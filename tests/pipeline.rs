use async_trait::async_trait;
use persona_cli::prompt::{
    BuildSettings, ExampleTurn, GenerationKind, HistoryEntry, InjectionPrompt, PromptBuilder,
    PromptError, PromptSource, REPLY_PRIME_TOKENS, Role, ToolInvocation,
};
use persona_cli::providers::ChatMessage;
use persona_cli::tokens::TokenCounter;

/// One token per content character: budget arithmetic in tests stays exact.
struct LenCounter;

#[async_trait]
impl TokenCounter for LenCounter {
    async fn count(&self, messages: &[ChatMessage]) -> Result<u32, PromptError> {
        Ok(messages
            .iter()
            .map(|m| {
                m.content
                    .as_ref()
                    .map(|b| b.joined_text().chars().count() as u32)
                    .unwrap_or(0)
            })
            .sum())
    }
}

/// Bare settings: empty markers, no squashing, whole context usable.
fn settings(context: u32) -> BuildSettings {
    BuildSettings {
        context_size: context,
        response_size: 0,
        squash_system: false,
        new_chat_prompt: String::new(),
        new_example_chat_prompt: String::new(),
        group_nudge: String::new(),
        ..Default::default()
    }
}

fn entry(role: Role, content: &str) -> HistoryEntry {
    HistoryEntry {
        role,
        content: content.into(),
        ..Default::default()
    }
}

fn texts(chat: &[ChatMessage]) -> Vec<String> {
    chat.iter().map(|m| m.text()).collect()
}

#[tokio::test]
async fn history_is_truncated_oldest_first_without_error() {
    // 5 messages of 30 tokens against a budget that fits exactly 3
    let source = PromptSource {
        history: (0..5)
            .map(|i| entry(Role::User, &format!("{i}").repeat(30)))
            .collect(),
        ..Default::default()
    };
    let builder = PromptBuilder::new(&LenCounter, settings(REPLY_PRIME_TOKENS + 100));
    let completion = builder.build(&source).await.unwrap();

    let chat = completion.chat();
    assert_eq!(chat.len(), 3);
    assert_eq!(
        texts(&chat),
        ["2".repeat(30), "3".repeat(30), "4".repeat(30)]
    );
    assert_eq!(completion.budget(), 10);
}

#[tokio::test]
async fn more_budget_never_includes_fewer_history_messages() {
    let history: Vec<HistoryEntry> = (0..6)
        .map(|i| entry(Role::User, &format!("{i}").repeat(25)))
        .collect();
    let mut last_len = 0;
    for budget in [0u32, 30, 60, 120, 200] {
        let source = PromptSource {
            history: history.clone(),
            ..Default::default()
        };
        let builder = PromptBuilder::new(&LenCounter, settings(REPLY_PRIME_TOKENS + budget));
        let chat = builder.build(&source).await.unwrap().chat();
        assert!(chat.len() >= last_len, "budget {budget} dropped messages");
        last_len = chat.len();
    }
    assert_eq!(last_len, 6);
}

#[tokio::test]
async fn mandatory_prompt_overflow_is_a_hard_error() {
    let source = PromptSource {
        system_prompt: Some("x".repeat(50)),
        ..Default::default()
    };
    let builder = PromptBuilder::new(&LenCounter, settings(REPLY_PRIME_TOKENS + 10));
    let err = builder.build(&source).await.unwrap_err();
    match err {
        PromptError::BudgetExceeded(id) => assert_eq!(id, "main"),
        other => panic!("unexpected error: {other}"),
    }
}

#[tokio::test]
async fn depth_zero_injection_lands_before_the_newest_message() {
    let source = PromptSource {
        history: vec![
            entry(Role::User, "one"),
            entry(Role::Assistant, "two"),
            entry(Role::User, "three"),
        ],
        injections: vec![InjectionPrompt {
            role: Role::System,
            content: "debug-note".into(),
            depth: 0,
            order: 100,
        }],
        ..Default::default()
    };
    let builder = PromptBuilder::new(&LenCounter, settings(10_000));
    let chat = builder.build(&source).await.unwrap().chat();
    assert_eq!(texts(&chat), ["one", "two", "debug-note", "three"]);
}

#[tokio::test]
async fn injections_group_by_depth_order_and_role() {
    let inject = |role, content: &str, depth, order| InjectionPrompt {
        role,
        content: content.into(),
        depth,
        order,
    };
    let source = PromptSource {
        history: vec![
            entry(Role::User, "one"),
            entry(Role::Assistant, "two"),
            entry(Role::User, "three"),
        ],
        injections: vec![
            inject(Role::System, "A", 1, 10),
            inject(Role::System, "B", 1, 20),
            inject(Role::User, "C", 0, 100),
            inject(Role::Assistant, "E", 0, 50),
            inject(Role::System, "D", 5, 100),
        ],
        ..Default::default()
    };
    let builder = PromptBuilder::new(&LenCounter, settings(10_000));
    let chat = builder.build(&source).await.unwrap().chat();
    // depth 5 clamps to the front; within depth 1 higher order comes first;
    // within depth 0 the role order is system, user, assistant
    assert_eq!(
        texts(&chat),
        ["D", "one", "B\nA", "two", "C", "E", "three"]
    );
    let roles: Vec<&str> = chat.iter().map(|m| m.role.as_str()).collect();
    assert_eq!(
        roles,
        ["system", "user", "system", "assistant", "user", "assistant", "user"]
    );
}

#[tokio::test]
async fn control_prompts_survive_history_pressure() {
    // Budget: 20 for the quiet prompt + 60 for history -> two turns survive
    let mut s = settings(REPLY_PRIME_TOKENS + 80);
    s.kind = GenerationKind::Quiet;
    s.quiet_prompt = Some("q".repeat(20));
    let source = PromptSource {
        history: (0..5)
            .map(|i| entry(Role::User, &format!("{i}").repeat(30)))
            .collect(),
        ..Default::default()
    };
    let builder = PromptBuilder::new(&LenCounter, s);
    let chat = builder.build(&source).await.unwrap().chat();

    assert_eq!(
        texts(&chat),
        ["3".repeat(30), "4".repeat(30), "q".repeat(20)]
    );
}

#[tokio::test]
async fn pinned_examples_win_the_budget_race() {
    let example = vec![ExampleTurn {
        role: Role::User,
        name: None,
        content: "e".repeat(40),
    }];
    let history = vec![entry(Role::User, &"h".repeat(40))];

    // Only one of the two regions fits
    let mut pinned = settings(REPLY_PRIME_TOKENS + 40);
    pinned.pin_examples = true;
    let source = PromptSource {
        history: history.clone(),
        examples: vec![example.clone()],
        ..Default::default()
    };
    let chat = PromptBuilder::new(&LenCounter, pinned)
        .build(&source)
        .await
        .unwrap()
        .chat();
    assert_eq!(texts(&chat), ["e".repeat(40)]);

    let chat = PromptBuilder::new(&LenCounter, settings(REPLY_PRIME_TOKENS + 40))
        .build(&source)
        .await
        .unwrap()
        .chat();
    assert_eq!(texts(&chat), ["h".repeat(40)]);
}

#[tokio::test]
async fn example_groups_are_atomic() {
    let group = |text: &str, turns: usize| -> Vec<ExampleTurn> {
        (0..turns)
            .map(|_| ExampleTurn {
                role: Role::User,
                name: None,
                content: text.repeat(10),
            })
            .collect()
    };
    // First group costs 20, second 40; budget 30 fits only the first whole
    let source = PromptSource {
        examples: vec![group("a", 2), group("b", 4)],
        ..Default::default()
    };
    let chat = PromptBuilder::new(&LenCounter, settings(REPLY_PRIME_TOKENS + 30))
        .build(&source)
        .await
        .unwrap()
        .chat();
    assert_eq!(chat.len(), 2);
    assert!(texts(&chat).iter().all(|t| t == &"a".repeat(10)));

    // An unaffordable first group stops population before the second
    let source = PromptSource {
        examples: vec![group("b", 4), group("a", 2)],
        ..Default::default()
    };
    let chat = PromptBuilder::new(&LenCounter, settings(REPLY_PRIME_TOKENS + 30))
        .build(&source)
        .await
        .unwrap()
        .chat();
    assert!(chat.is_empty());
}

#[tokio::test]
async fn continuation_detaches_the_newest_message_from_history() {
    let mut s = settings(10_000);
    s.kind = GenerationKind::Continue;
    s.continue_prefill = Some("Continue: ".into());
    let source = PromptSource {
        history: vec![
            entry(Role::User, "hi"),
            entry(Role::Assistant, "there"),
        ],
        ..Default::default()
    };
    let completion = PromptBuilder::new(&LenCounter, s).build(&source).await.unwrap();
    let chat = completion.chat();
    assert_eq!(texts(&chat), ["hi", "Continue: there"]);

    // The detached turn lives in the control section and cannot be dropped
    let ids: Vec<&str> = completion
        .root()
        .flatten()
        .iter()
        .map(|m| m.identifier())
        .collect();
    assert!(ids.contains(&"continue_message"));
}

#[tokio::test]
async fn detached_continuation_is_immune_to_truncation() {
    let mut s = settings(REPLY_PRIME_TOKENS + 5);
    s.kind = GenerationKind::Continue;
    s.continue_prefill = Some(String::new());
    let source = PromptSource {
        history: vec![
            entry(Role::User, "a".repeat(50).as_str()),
            entry(Role::Assistant, "tail!"),
        ],
        ..Default::default()
    };
    let chat = PromptBuilder::new(&LenCounter, s)
        .build(&source)
        .await
        .unwrap()
        .chat();
    // The older turn no longer fits; the continued turn always does
    assert_eq!(texts(&chat), ["tail!"]);
}

#[tokio::test]
async fn tool_calls_round_trip_through_the_wire_format() {
    let source = PromptSource {
        history: vec![
            entry(Role::User, "look this up"),
            HistoryEntry {
                role: Role::Assistant,
                tool_calls: vec![ToolInvocation {
                    id: "t1".into(),
                    name: "fn".into(),
                    parameters: "{}".into(),
                }],
                ..Default::default()
            },
            HistoryEntry {
                role: Role::Tool,
                content: "{\"answer\":42}".into(),
                tool_call_id: Some("t1".into()),
                ..Default::default()
            },
        ],
        ..Default::default()
    };
    let chat = PromptBuilder::new(&LenCounter, settings(10_000))
        .build(&source)
        .await
        .unwrap()
        .chat();
    assert_eq!(chat.len(), 3);

    // Content-less assistant turn survives on tool calls alone, with no
    // content key on the wire
    let call = &chat[1];
    let json = serde_json::to_value(call).unwrap();
    assert!(json.get("content").is_none());
    assert_eq!(json["tool_calls"][0]["id"], "t1");
    assert_eq!(json["tool_calls"][0]["function"]["name"], "fn");

    // Tool result carries the call id it answers
    assert_eq!(chat[2].tool_call_id.as_deref(), Some("t1"));
}

#[tokio::test]
async fn fixed_sections_keep_priority_order() {
    let mut s = settings(10_000);
    s.squash_system = false;
    let source = PromptSource {
        system_prompt: Some("main prompt".into()),
        world_info_before: vec!["wi before".into()],
        world_info_after: vec!["wi after".into()],
        character: persona_cli::prompt::CharacterDefs {
            name: "Seraphina".into(),
            description: "desc".into(),
            personality: "pers".into(),
            scenario: "scen".into(),
            system_prompt_override: None,
        },
        persona: Some(persona_cli::prompt::PersonaDefs {
            name: "User".into(),
            description: "persona desc".into(),
        }),
        ordered_prompts: vec![persona_cli::prompt::OrderedPrompt {
            identifier: "style_guide".into(),
            role: Role::System,
            content: "short replies".into(),
            enabled: true,
        }],
        extension_prompts: vec![persona_cli::prompt::ExtensionPrompt {
            identifier: "author_note".into(),
            role: Role::System,
            content: "note".into(),
            offset: 1,
        }],
        history: vec![entry(Role::User, "hello")],
        ..Default::default()
    };
    let completion = PromptBuilder::new(&LenCounter, s).build(&source).await.unwrap();
    let ids: Vec<&str> = completion
        .root()
        .flatten()
        .iter()
        .map(|m| m.identifier())
        .collect();
    assert_eq!(
        ids,
        [
            "world_info_before",
            "main",
            "author_note",
            "world_info_after",
            "char_description",
            "char_personality",
            "scenario",
            "persona_description",
            "style_guide",
            "new_chat",
            "chat_history-0",
        ]
    );
}

#[tokio::test]
async fn character_override_replaces_the_main_prompt() {
    let source = PromptSource {
        system_prompt: Some("stock prompt".into()),
        character: persona_cli::prompt::CharacterDefs {
            name: "Seraphina".into(),
            system_prompt_override: Some("card prompt".into()),
            ..Default::default()
        },
        ..Default::default()
    };
    let completion = PromptBuilder::new(&LenCounter, settings(10_000))
        .build(&source)
        .await
        .unwrap();
    assert_eq!(texts(&completion.chat()), ["card prompt"]);
    assert_eq!(completion.overrides().to_vec(), vec!["main".to_string()]);
}

#[tokio::test]
async fn group_chats_get_a_trailing_nudge() {
    let mut s = settings(10_000);
    s.group_nudge = "[Reply as Seraphina.]".into();
    let source = PromptSource {
        history: vec![entry(Role::User, "hello")],
        group_members: vec!["Seraphina".into(), "Mira".into()],
        ..Default::default()
    };
    let chat = PromptBuilder::new(&LenCounter, s).build(&source).await.unwrap().chat();
    assert_eq!(texts(&chat), ["hello", "[Reply as Seraphina.]"]);
}

#[tokio::test]
async fn squashing_merges_sections_but_not_markers() {
    let mut s = settings(10_000);
    s.squash_system = true;
    s.new_chat_prompt = "[Start a new chat]".into();
    let source = PromptSource {
        system_prompt: Some("one".into()),
        character: persona_cli::prompt::CharacterDefs {
            description: "two".into(),
            ..Default::default()
        },
        history: vec![entry(Role::User, "hello")],
        ..Default::default()
    };
    let chat = PromptBuilder::new(&LenCounter, s).build(&source).await.unwrap().chat();
    assert_eq!(texts(&chat), ["one\ntwo", "[Start a new chat]", "hello"]);
}

#[tokio::test]
async fn budget_accounts_for_everything_it_kept() {
    let source = PromptSource {
        system_prompt: Some("sys".repeat(4)),
        history: (0..3)
            .map(|i| entry(Role::User, &format!("{i}").repeat(10)))
            .collect(),
        ..Default::default()
    };
    let context = 500u32;
    let completion = PromptBuilder::new(&LenCounter, settings(context))
        .build(&source)
        .await
        .unwrap();
    // budget = context - reply priming - everything attached
    assert_eq!(
        completion.budget(),
        context as i64 - REPLY_PRIME_TOKENS as i64 - completion.root().tokens() as i64
    );
}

* * *

Find each line in the data above with the word "GenerationKind", then copy it.

## SOLUTION TO THIS EXERCISE
    BuildSettings, ExampleTurn, GenerationKind, HistoryEntry, InjectionPrompt, PromptBuilder,
    s.kind = GenerationKind::Quiet;
    s.kind = GenerationKind::Continue;
    s.kind = GenerationKind::Continue;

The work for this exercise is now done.